Javascript has been around for a long time, it's one of today's most popular languages, and if you develop anything for the internet, it's impossible to avoid using some Javascript. However, we would all be better off without it.
For some reason, a lot of really bad decisions have been made in web standards. HTML was the first, when most of the internet was made up of incredibly slow dial-up modem connected computers, bandwidth should have been a precious resource. Instead, we created HTML, based on SGML, a rediculously verbose language that was intended to be transmitted in uncompressed, text form, taking up as much bandwidth as possible. On top of that, HTML was at the time probably the most difficult language for a computer to parse, which was made even worse by the loose standard, parses had to not only parse valid HTML, but invalid HTML as well. It was a worst case scenario for both bandwidth and cpu. All that served over the text-based HTTP protocol. However, it caught on.
Then came along flash, java, and Javascript. I don't need to say anything about flash, and java is an entirely different subject. But Javascript, or ECMAScript as it is called in the standard, is what I want to talk about. It's quite possibly the biggest problem with modern computing, maybe even worse than systemd.

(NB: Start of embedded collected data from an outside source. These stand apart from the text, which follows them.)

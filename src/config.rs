use anyhow::{Context, Result};
use std::time::Duration;

use crate::audio::controller::DEFAULT_IDLE_TIMEOUT;

#[derive(Debug, Clone)]
pub struct Config {
    // Discord
    pub discord_token: String,
    pub application_id: u64,
    pub guild_id: Option<u64>, // Register commands in one guild during development

    // Playback
    pub idle_timeout: Duration,

    // yt-dlp
    pub ytdlp_path: String,
    pub resolver_concurrency: usize,
}

impl Config {
    /// Loads the configuration from the environment, reading `.env` first if present.
    pub fn load() -> Result<Self> {
        dotenvy::dotenv().ok();
        Self::from_lookup(|key| std::env::var(key).ok())
    }

    /// Builds the configuration from any key/value source.
    pub fn from_lookup(lookup: impl Fn(&str) -> Option<String>) -> Result<Self> {
        let config = Self {
            discord_token: lookup("DISCORD_TOKEN").context("DISCORD_TOKEN is not set")?,
            application_id: lookup("APPLICATION_ID")
                .context("APPLICATION_ID is not set")?
                .parse()
                .context("APPLICATION_ID must be a number")?,
            guild_id: lookup("GUILD_ID").and_then(|s| s.parse().ok()),

            idle_timeout: match lookup("IDLE_TIMEOUT") {
                Some(value) if !value.trim().is_empty() => humantime::parse_duration(value.trim())
                    .with_context(|| format!("IDLE_TIMEOUT is not a duration: {value}"))?,
                _ => DEFAULT_IDLE_TIMEOUT,
            },

            ytdlp_path: lookup("YTDLP_PATH").unwrap_or_else(|| "yt-dlp".to_string()),
            resolver_concurrency: lookup("RESOLVER_CONCURRENCY")
                .unwrap_or_else(|| "3".to_string())
                .parse()
                .context("RESOLVER_CONCURRENCY must be a number")?,
        };

        config.validate()?;

        Ok(config)
    }

    /// Rejects values the bot cannot run with.
    pub fn validate(&self) -> Result<()> {
        if self.discord_token.trim().is_empty() {
            anyhow::bail!("DISCORD_TOKEN is empty");
        }

        if self.idle_timeout.is_zero() {
            anyhow::bail!("Idle timeout must be greater than 0");
        }

        if self.resolver_concurrency == 0 {
            anyhow::bail!("Resolver concurrency must be greater than 0");
        }

        Ok(())
    }

    /// Returns a summary of the current configuration for logging, without the token.
    pub fn summary(&self) -> String {
        format!(
            "Config Summary:\n  \
            Discord: App ID {} (Guild: {})\n  \
            Playback: idle timeout {}\n  \
            Resolver: {} ({} concurrent)",
            self.application_id,
            self.guild_id.map_or("global".to_string(), |id| id.to_string()),
            humantime::format_duration(self.idle_timeout),
            self.ytdlp_path,
            self.resolver_concurrency,
        )
    }
}
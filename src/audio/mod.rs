//! # Audio Module
//!
//! Queueing and playback sequencing for every guild the bot is in.
//!
//! ## Architecture
//!
//! ### [`queue`] - Queue Store
//! - Pending track URLs per guild, FIFO with front reinsertion
//!
//! ### [`controller`] - Playback Controller
//! - One message-driven loop per guild: play, pause, resume, skip,
//!   restart, stop, advance on completion, idle disconnect
//!
//! ### [`transport`] / [`voice`] - Voice Transport
//! - Traits the controller drives, and their songbird implementation
//!
//! ### [`notice`] - Notifications
//! - Events users hear about without asking (now playing, idle leave, failures)
//!
//! ## Example Usage
//!
//! ```rust,no_run
//! use queuecast::audio::controller::PlayRequest;
//! # async fn example(controller: &queuecast::audio::controller::PlaybackController) -> anyhow::Result<()> {
//! use serenity::all::{ChannelId, GuildId};
//!
//! let player = controller.handle(GuildId::new(123456789));
//! player
//!     .play(PlayRequest {
//!         url: "https://www.youtube.com/watch?v=dQw4w9WgXcQ".into(),
//!         voice_channel: Some(ChannelId::new(1)),
//!         text_channel: ChannelId::new(2),
//!     })
//!     .await?;
//! player.pause().await?;
//! player.resume().await?;
//! player.skip().await?;
//! # Ok(())
//! # }
//! ```

pub mod controller;
pub mod notice;
pub mod queue;
pub mod transport;
pub mod voice;

#[cfg(test)]
pub(crate) mod testing;
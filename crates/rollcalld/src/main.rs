use anyhow::Result;
use rollcall_core::{EmbeddingExtractor, OnnxExtractor};
use rollcall_store::{GalleryCache, Store};
use rollcalld::pool::{ExtractorFactory, ExtractorPool};
use rollcalld::sessions::SessionManager;
use rollcalld::sweep::spawn_sweep;
use rollcalld::{AppState, Config};
use std::sync::Arc;
use tracing_subscriber::EnvFilter;

#[tokio::main]
async fn main() -> Result<()> {
    tracing_subscriber::fmt()
        .with_env_filter(EnvFilter::from_default_env())
        .init();

    let config = Config::from_env();
    tracing::info!(
        db = %config.db_path.display(),
        bind = %config.bind_addr,
        workers = config.extract_workers,
        "rollcalld starting"
    );

    if let Some(parent) = config.db_path.parent() {
        std::fs::create_dir_all(parent)?;
    }
    let store = Store::open(&config.db_path).await?;
    let gallery = Arc::new(GalleryCache::new(store.clone()));

    let detector_path = config.detector_model_path();
    let embedder_path = config.embedding_model_path();
    let factory: ExtractorFactory = Arc::new(move || {
        OnnxExtractor::load(&detector_path, &embedder_path)
            .map(|e| Box::new(e) as Box<dyn EmbeddingExtractor>)
    });
    let pool = ExtractorPool::spawn(config.extract_workers, config.queue_depth, factory);

    let manager = Arc::new(SessionManager::new(
        store,
        gallery,
        pool,
        config.voting_policy(),
        config.distance_threshold,
    ));

    let sweep = spawn_sweep(
        manager.clone(),
        config.max_session_secs,
        config.sweep_interval_secs,
    );

    let app = rollcalld::router(AppState {
        manager,
        max_frame_bytes: config.max_frame_bytes,
    });
    let listener = tokio::net::TcpListener::bind(&config.bind_addr).await?;
    tracing::info!(addr = %listener.local_addr()?, "rollcalld ready");

    axum::serve(listener, app)
        .with_graceful_shutdown(async {
            let _ = tokio::signal::ctrl_c().await;
        })
        .await?;

    sweep.abort();
    tracing::info!("rollcalld shutting down");
    Ok(())
}
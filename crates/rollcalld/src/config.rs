use chrono::Duration;
use rollcall_core::VotingPolicy;
use std::path::PathBuf;

/// Daemon configuration, loaded from environment variables.
pub struct Config {
    /// HTTP listen address (default: 127.0.0.1:8461).
    pub bind_addr: String,
    /// Path to the SQLite database file.
    pub db_path: PathBuf,
    /// Directory containing ONNX model files.
    pub model_dir: PathBuf,
    /// Maximum Euclidean distance for a face to count as a student match.
    pub distance_threshold: f32,
    /// Qualifying matches required across distinct frames (K).
    pub min_frames: u32,
    /// Grace period after session start before a first match counts as late.
    /// Unset disables late marking.
    pub late_after_secs: Option<u64>,
    /// Single-match confidence that short-circuits the K rule. Unset = off.
    pub high_confidence: Option<f32>,
    /// Extraction worker threads.
    pub extract_workers: usize,
    /// Bounded extraction queue depth; frames beyond it are rejected.
    pub queue_depth: usize,
    /// Sessions left active longer than this are auto-ended by the sweep.
    pub max_session_secs: u64,
    /// Sweep scan interval.
    pub sweep_interval_secs: u64,
    /// Largest accepted frame payload in bytes.
    pub max_frame_bytes: usize,
}

impl Config {
    /// Load configuration from `ROLLCALL_*` environment variables with defaults.
    pub fn from_env() -> Self {
        let data_dir = std::env::var("XDG_DATA_HOME")
            .map(PathBuf::from)
            .unwrap_or_else(|_| {
                let home = std::env::var("HOME").unwrap_or_else(|_| "/tmp".to_string());
                PathBuf::from(home).join(".local/share")
            })
            .join("rollcall");

        let db_path = std::env::var("ROLLCALL_DB_PATH")
            .map(PathBuf::from)
            .unwrap_or_else(|_| data_dir.join("rollcall.db"));

        let model_dir = std::env::var("ROLLCALL_MODEL_DIR")
            .map(PathBuf::from)
            .unwrap_or_else(|_| data_dir.join("models"));

        Self {
            bind_addr: std::env::var("ROLLCALL_BIND_ADDR")
                .unwrap_or_else(|_| "127.0.0.1:8461".to_string()),
            db_path,
            model_dir,
            distance_threshold: env_f32("ROLLCALL_DISTANCE_THRESHOLD", 0.5),
            min_frames: env_u32("ROLLCALL_MIN_FRAMES", 3),
            late_after_secs: env_opt_u64("ROLLCALL_LATE_AFTER_SECS"),
            high_confidence: env_opt_f32("ROLLCALL_HIGH_CONFIDENCE"),
            extract_workers: env_usize("ROLLCALL_EXTRACT_WORKERS", 2),
            queue_depth: env_usize("ROLLCALL_QUEUE_DEPTH", 16),
            max_session_secs: env_u64("ROLLCALL_MAX_SESSION_SECS", 7200),
            sweep_interval_secs: env_u64("ROLLCALL_SWEEP_INTERVAL_SECS", 60),
            max_frame_bytes: env_usize("ROLLCALL_MAX_FRAME_BYTES", 10 * 1024 * 1024),
        }
    }

    /// Path to the face detection model.
    pub fn detector_model_path(&self) -> String {
        self.model_dir
            .join("face_det_640.onnx")
            .to_string_lossy()
            .into_owned()
    }

    /// Path to the face embedding model.
    pub fn embedding_model_path(&self) -> String {
        self.model_dir
            .join("mobilefacenet.onnx")
            .to_string_lossy()
            .into_owned()
    }

    pub fn voting_policy(&self) -> VotingPolicy {
        VotingPolicy {
            min_frames: self.min_frames,
            late_after: self.late_after_secs.map(|s| Duration::seconds(s as i64)),
            high_confidence: self.high_confidence,
        }
    }
}

fn env_f32(key: &str, default: f32) -> f32 {
    std::env::var(key)
        .ok()
        .and_then(|v| v.parse().ok())
        .unwrap_or(default)
}

fn env_opt_f32(key: &str) -> Option<f32> {
    std::env::var(key).ok().and_then(|v| v.parse().ok())
}

fn env_u32(key: &str, default: u32) -> u32 {
    std::env::var(key)
        .ok()
        .and_then(|v| v.parse().ok())
        .unwrap_or(default)
}

fn env_u64(key: &str, default: u64) -> u64 {
    std::env::var(key)
        .ok()
        .and_then(|v| v.parse().ok())
        .unwrap_or(default)
}

fn env_opt_u64(key: &str) -> Option<u64> {
    std::env::var(key).ok().and_then(|v| v.parse().ok())
}

fn env_usize(key: &str, default: usize) -> usize {
    std::env::var(key)
        .ok()
        .and_then(|v| v.parse().ok())
        .unwrap_or(default)
}
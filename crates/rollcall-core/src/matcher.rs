//! Per-frame matching of detected faces against an institution gallery.
//!
//! Each face embedding is compared against every reference embedding; the
//! nearest student wins only if the distance clears the configured
//! threshold, otherwise the face stays unknown. Forcing the nearest label
//! regardless of distance is exactly the lookalike false-positive the
//! threshold exists to reject.

use crate::types::{DetectedFace, GalleryEntry};
use serde::Serialize;
use std::collections::HashMap;
use uuid::Uuid;

/// One face's match outcome within a single frame.
///
/// `student_id == None` means the face did not clear the distance
/// threshold against any gallery entry (UNKNOWN).
#[derive(Debug, Clone, Serialize)]
pub struct FrameMatch {
    pub student_id: Option<Uuid>,
    pub distance: f32,
    pub confidence: f32,
}

/// Map a match distance to a confidence in [0, 1].
///
/// Monotonically decreasing in distance: 0 distance → 1.0, at-threshold → 0.0.
pub fn confidence_from_distance(distance: f32, threshold: f32) -> f32 {
    if threshold <= 0.0 {
        return 0.0;
    }
    (1.0 - distance / threshold).clamp(0.0, 1.0)
}

/// Strategy for matching the faces of one frame against a gallery.
pub trait FrameMatcher: Send + Sync {
    /// Match every detected face independently; deduplicate repeat matches
    /// of the same student within the frame, keeping the best distance.
    fn match_frame(
        &self,
        faces: &[DetectedFace],
        gallery: &[GalleryEntry],
        threshold: f32,
    ) -> Vec<FrameMatch>;
}

/// Minimum-Euclidean-distance matcher with full gallery scan.
pub struct NearestMatcher;

impl NearestMatcher {
    /// Nearest gallery entry for one probe, or None for an empty gallery.
    fn nearest(probe: &DetectedFace, gallery: &[GalleryEntry]) -> Option<(Uuid, f32)> {
        let mut best: Option<(Uuid, f32)> = None;
        for entry in gallery {
            let dist = probe.embedding.distance(&entry.embedding);
            if best.map_or(true, |(_, d)| dist < d) {
                best = Some((entry.student_id, dist));
            }
        }
        best
    }
}

impl FrameMatcher for NearestMatcher {
    fn match_frame(
        &self,
        faces: &[DetectedFace],
        gallery: &[GalleryEntry],
        threshold: f32,
    ) -> Vec<FrameMatch> {
        let mut matches: Vec<FrameMatch> = Vec::with_capacity(faces.len());
        // Index into `matches` for each already-matched student.
        let mut seen: HashMap<Uuid, usize> = HashMap::new();

        for face in faces {
            match Self::nearest(face, gallery) {
                Some((student_id, distance)) if distance <= threshold => {
                    let confidence = confidence_from_distance(distance, threshold);
                    match seen.get(&student_id) {
                        Some(&idx) if matches[idx].distance <= distance => {}
                        Some(&idx) => {
                            matches[idx] = FrameMatch {
                                student_id: Some(student_id),
                                distance,
                                confidence,
                            };
                        }
                        None => {
                            seen.insert(student_id, matches.len());
                            matches.push(FrameMatch {
                                student_id: Some(student_id),
                                distance,
                                confidence,
                            });
                        }
                    }
                }
                Some((_, distance)) => {
                    matches.push(FrameMatch {
                        student_id: None,
                        distance,
                        confidence: 0.0,
                    });
                }
                // Empty gallery: every face is unknown.
                None => {
                    matches.push(FrameMatch {
                        student_id: None,
                        distance: f32::INFINITY,
                        confidence: 0.0,
                    });
                }
            }
        }

        matches
    }
}

#[cfg(test)]
mod tests {
    use super::*;
    use crate::types::{BoundingBox, Embedding};

    fn face(values: Vec<f32>) -> DetectedFace {
        DetectedFace {
            bbox: BoundingBox {
                x: 0.0,
                y: 0.0,
                width: 10.0,
                height: 10.0,
                score: 0.9,
            },
            embedding: Embedding::new(values),
        }
    }

    fn entry(id: Uuid, values: Vec<f32>) -> GalleryEntry {
        GalleryEntry {
            student_id: id,
            embedding: Embedding::new(values),
        }
    }

    #[test]
    fn test_match_below_threshold() {
        let id = Uuid::new_v4();
        let gallery = vec![entry(id, vec![1.0, 0.0])];
        let matches = NearestMatcher.match_frame(&[face(vec![1.0, 0.1])], &gallery, 0.5);
        assert_eq!(matches.len(), 1);
        assert_eq!(matches[0].student_id, Some(id));
        assert!(matches[0].confidence > 0.0 && matches[0].confidence <= 1.0);
    }

    #[test]
    fn test_unknown_above_threshold() {
        let id = Uuid::new_v4();
        let gallery = vec![entry(id, vec![1.0, 0.0])];
        let matches = NearestMatcher.match_frame(&[face(vec![0.0, 1.0])], &gallery, 0.5);
        assert_eq!(matches.len(), 1);
        assert_eq!(matches[0].student_id, None);
        assert_eq!(matches[0].confidence, 0.0);
    }

    #[test]
    fn test_nearest_of_several_wins() {
        let near = Uuid::new_v4();
        let far = Uuid::new_v4();
        let gallery = vec![entry(far, vec![0.0, 1.0]), entry(near, vec![1.0, 0.0])];
        let matches = NearestMatcher.match_frame(&[face(vec![0.9, 0.0])], &gallery, 0.5);
        assert_eq!(matches[0].student_id, Some(near));
    }

    #[test]
    fn test_same_student_deduplicated_keeps_best() {
        let id = Uuid::new_v4();
        let gallery = vec![entry(id, vec![1.0, 0.0])];
        // Two faces match the same student; the closer one must survive.
        let faces = vec![face(vec![1.0, 0.3]), face(vec![1.0, 0.1])];
        let matches = NearestMatcher.match_frame(&faces, &gallery, 0.5);
        assert_eq!(matches.len(), 1);
        assert_eq!(matches[0].student_id, Some(id));
        assert!((matches[0].distance - 0.1).abs() < 1e-6);
    }

    #[test]
    fn test_multiple_faces_matched_independently() {
        let a = Uuid::new_v4();
        let b = Uuid::new_v4();
        let gallery = vec![entry(a, vec![1.0, 0.0]), entry(b, vec![0.0, 1.0])];
        let faces = vec![face(vec![1.0, 0.05]), face(vec![0.05, 1.0])];
        let matches = NearestMatcher.match_frame(&faces, &gallery, 0.5);
        let ids: Vec<_> = matches.iter().filter_map(|m| m.student_id).collect();
        assert_eq!(ids.len(), 2);
        assert!(ids.contains(&a) && ids.contains(&b));
    }

    #[test]
    fn test_empty_gallery_all_unknown() {
        let matches = NearestMatcher.match_frame(&[face(vec![1.0, 0.0])], &[], 0.5);
        assert_eq!(matches.len(), 1);
        assert_eq!(matches[0].student_id, None);
    }

    #[test]
    fn test_confidence_monotone_and_bounded() {
        let threshold = 0.5;
        let mut prev = f32::INFINITY;
        for i in 0..20 {
            let d = i as f32 * 0.05;
            let c = confidence_from_distance(d, threshold);
            assert!((0.0..=1.0).contains(&c));
            assert!(c <= prev);
            prev = c;
        }
        assert_eq!(confidence_from_distance(0.0, threshold), 1.0);
        assert_eq!(confidence_from_distance(threshold, threshold), 0.0);
    }
}
impl Store {
    pub async fn open(path: &Path) -> Result<Self, StoreError> {
        let conn = Connection::open(path).await?;
        Self::init(conn).await
    }

    /// In-memory store for tests.
    pub async fn open_in_memory() -> Result<Self, StoreError> {
        let conn = Connection::open_in_memory().await?;
        Self::init(conn).await
    }

    async fn init(conn: Connection) -> Result<Self, StoreError> {
        conn.call(|conn| {
            conn.pragma_update(None, "foreign_keys", "ON")?;
            conn.execute_batch(SCHEMA)?;
            Ok(())
        })
        .await?;
        Ok(Self { conn })
    }

    pub async fn create_institution(&self, name: &str) -> Result<Uuid, StoreError> {
        let id = Uuid::new_v4();
        let name = name.to_string();
        self.conn
            .call(move |conn| {
                conn.execute(
                    "INSERT INTO institutions (id, name, created_at) VALUES (?1, ?2, ?3)",
                    (id.to_string(), name, Utc::now().to_rfc3339()),
                )?;
                Ok(())
            })
            .await?;
        Ok(id)
    }

    pub async fn institution_exists(&self, id: Uuid) -> Result<bool, StoreError> {
        let exists = self
            .conn
            .call(move |conn| {
                let mut stmt = conn.prepare("SELECT 1 FROM institutions WHERE id = ?1")?;
                Ok(stmt.exists((id.to_string(),))?)
            })
            .await?;
        Ok(exists)
    }

    pub async fn create_student(
        &self,
        institution_id: Uuid,
        full_name: &str,
    ) -> Result<Uuid, StoreError> {
        let id = Uuid::new_v4();
        let full_name = full_name.to_string();
        self.conn
            .call(move |conn| {
                conn.execute(
                    "INSERT INTO students (id, institution_id, full_name, created_at)
                     VALUES (?1, ?2, ?3, ?4)",
                    (
                        id.to_string(),
                        institution_id.to_string(),
                        full_name,
                        Utc::now().to_rfc3339(),
                    ),
                )?;
                Ok(())
            })
            .await?;
        Ok(id)
    }

    /// Record one enrollment reference embedding for a student.
    ///
    /// Callers must invalidate the institution's gallery afterwards.
    pub async fn add_reference_embedding(
        &self,
        student_id: Uuid,
        embedding: &Embedding,
    ) -> Result<Uuid, StoreError> {
        let id = Uuid::new_v4();
        let blob = embedding_to_blob(embedding);
        let model_version = embedding.model_version.clone();
        self.conn
            .call(move |conn| {
                conn.execute(
                    "INSERT INTO reference_embeddings (id, student_id, embedding, model_version, created_at)
                     VALUES (?1, ?2, ?3, ?4, ?5)",
                    (
                        id.to_string(),
                        student_id.to_string(),
                        blob,
                        model_version,
                        Utc::now().to_rfc3339(),
                    ),
                )?;
                Ok(())
            })
            .await?;
        Ok(id)
    }

    pub async fn create_session(
        &self,
        institution_id: Uuid,
        course: &str,
    ) -> Result<Uuid, StoreError> {
        let id = Uuid::new_v4();
        let course = course.to_string();
        self.conn
            .call(move |conn| {
                conn.execute(
                    "INSERT INTO sessions (id, institution_id, course, status, created_at)
                     VALUES (?1, ?2, ?3, 'not_started', ?4)",
                    (
                        id.to_string(),
                        institution_id.to_string(),
                        course,
                        Utc::now().to_rfc3339(),
                    ),
                )?;
                Ok(())
            })
            .await?;
        Ok(id)
    }

    pub async fn session(&self, id: Uuid) -> Result<Option<SessionRow>, StoreError> {
        let row: Option<(String, String, String, String, Option<String>, Option<String>)> = self
            .conn
            .call(move |conn| {
                let mut stmt = conn.prepare(
                    "SELECT id, institution_id, course, status, started_at, ended_at
                     FROM sessions WHERE id = ?1",
                )?;
                let mut rows = stmt.query_map((id.to_string(),), |r| {
                    Ok((r.get(0)?, r.get(1)?, r.get(2)?, r.get(3)?, r.get(4)?, r.get(5)?))
                })?;
                rows.next().transpose().map_err(Into::into)
            })
            .await?;

        let Some((id, institution_id, course, status, started_at, ended_at)) = row else {
            return Ok(None);
        };
        Ok(Some(SessionRow {
            id: parse_uuid(&id)?,
            institution_id: parse_uuid(&institution_id)?,
            course,
            status: status
                .parse()
                .map_err(StoreError::Corrupt)?,
            started_at: started_at.as_deref().map(parse_timestamp).transpose()?,
            ended_at: ended_at.as_deref().map(parse_timestamp).transpose()?,
        }))
    }

    pub async fn mark_session_started(
        &self,
        id: Uuid,
        at: DateTime<Utc>,
    ) -> Result<(), StoreError> {
        self.conn
            .call(move |conn| {
                conn.execute(
                    "UPDATE sessions SET status = 'active', started_at = ?2 WHERE id = ?1",
                    (id.to_string(), at.to_rfc3339()),
                )?;
                Ok(())
            })
            .await?;
        Ok(())
    }

    pub async fn mark_session_ended(&self, id: Uuid, at: DateTime<Utc>) -> Result<(), StoreError> {
        self.conn
            .call(move |conn| {
                conn.execute(
                    "UPDATE sessions SET status = 'ended', ended_at = ?2 WHERE id = ?1",
                    (id.to_string(), at.to_rfc3339()),
                )?;
                Ok(())
            })
            .await?;
        Ok(())
    }

    /// Every student of the institution, eligible for recognition or not.
    /// Finalize defaults the never-matched ones to absent.
    pub async fn enrolled_students(&self, institution_id: Uuid) -> Result<Vec<Uuid>, StoreError> {
        let ids: Vec<String> = self
            .conn
            .call(move |conn| {
                let mut stmt = conn.prepare(
                    "SELECT id FROM students WHERE institution_id = ?1 ORDER BY created_at",
                )?;
                let rows = stmt.query_map((institution_id.to_string(),), |r| r.get(0))?;
                rows.collect::<Result<Vec<String>, _>>().map_err(Into::into)
            })
            .await?;
        ids.iter().map(|s| parse_uuid(s)).collect()
    }

    /// Reference embeddings for one institution only. Students without any
    /// embedding contribute nothing — they are not eligible for matching.
    pub async fn gallery_entries(
        &self,
        institution_id: Uuid,
    ) -> Result<Vec<GalleryEntry>, StoreError> {
        let rows: Vec<(String, Vec<u8>, Option<String>)> = self
            .conn
            .call(move |conn| {
                let mut stmt = conn.prepare(
                    "SELECT e.student_id, e.embedding, e.model_version
                     FROM reference_embeddings e
                     JOIN students s ON s.id = e.student_id
                     WHERE s.institution_id = ?1",
                )?;
                let rows = stmt.query_map((institution_id.to_string(),), |r| {
                    Ok((r.get(0)?, r.get(1)?, r.get(2)?))
                })?;
                rows.collect::<Result<Vec<_>, _>>().map_err(Into::into)
            })
            .await?;

        rows.into_iter()
            .map(|(student_id, blob, model_version)| {
                let mut embedding = embedding_from_blob(&blob)?;
                embedding.model_version = model_version;
                Ok(GalleryEntry {
                    student_id: parse_uuid(&student_id)?,
                    embedding,
                })
            })
            .collect()
    }

    /// Write one finalized attendance record. First write wins: a second
    /// write for the same (session, student) is rejected, never overwritten.
    pub async fn insert_attendance(
        &self,
        session_id: Uuid,
        mark: &FinalMark,
        marked_at: DateTime<Utc>,
    ) -> Result<(), StoreError> {
        let student_id = mark.student_id;
        let status = mark.status.as_str();
        let confidence = mark.confidence;
        let inserted = self
            .conn
            .call(move |conn| {
                let result = conn.execute(
                    "INSERT INTO attendance_records (session_id, student_id, status, confidence, marked_at)
                     VALUES (?1, ?2, ?3, ?4, ?5)",
                    (
                        session_id.to_string(),
                        student_id.to_string(),
                        status,
                        confidence as f64,
                        marked_at.to_rfc3339(),
                    ),
                );
                match result {
                    Ok(_) => Ok(true),
                    // Only a primary-key collision is a duplicate; other
                    // constraint failures (foreign keys) stay errors.
                    Err(rusqlite::Error::SqliteFailure(e, _))
                        if e.extended_code == rusqlite::ffi::SQLITE_CONSTRAINT_PRIMARYKEY =>
                    {
                        Ok(false)
                    }
                    Err(e) => Err(e.into()),
                }
            })
            .await?;

        if inserted {
            Ok(())
        } else {
            Err(StoreError::DuplicateRecord {
                session_id,
                student_id: mark.student_id,
            })
        }
    }

    pub async fn attendance_report(
        &self,
        session_id: Uuid,
    ) -> Result<Vec<ReportEntry>, StoreError> {
        let rows: Vec<(String, String, String, f64, String)> = self
            .conn
            .call(move |conn| {
                let mut stmt = conn.prepare(
                    "SELECT a.student_id, s.full_name, a.status, a.confidence, a.marked_at
                     FROM attendance_records a
                     JOIN students s ON s.id = a.student_id
                     WHERE a.session_id = ?1
                     ORDER BY s.full_name",
                )?;
                let rows = stmt.query_map((session_id.to_string(),), |r| {
                    Ok((r.get(0)?, r.get(1)?, r.get(2)?, r.get(3)?, r.get(4)?))
                })?;
                rows.collect::<Result<Vec<_>, _>>().map_err(Into::into)
            })
            .await?;

        rows.into_iter()
            .map(|(student_id, full_name, status, confidence, marked_at)| {
                Ok(ReportEntry {
                    student_id: parse_uuid(&student_id)?,
                    full_name,
                    status: status.parse().map_err(StoreError::Corrupt)?,
                    confidence: confidence as f32,
                    marked_at: parse_timestamp(&marked_at)?,
                })
            })
            .collect()
    }
}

To make my case, I want to first talk about how computers do math. Addition and subtraction are easy, each number is stored in binary, with a high voltage representing a 1 and a low voltage representing a 0. Then, to add two numbers together, there's a little circuit made up of a two xor gates, two and gates, and one or gate, called a full adder. They take three input signals, one bit from each input number, and the carry bit from the previous bit's addition, and produce one bit of the sum, and one carry bit. To add two 64 bit numbers together, all you need is 64 full adders chained together by their carry inputs and outputs. This might sound like a lot, but CPUs really do have this circuitry in them, and it takes up a very small amount of space in the chip. Also note that this operation doesn't have any clock signal input, so a grand total of 0 clock cycles are required to complete this operation. It's entirely combinational, making it incredibly fast.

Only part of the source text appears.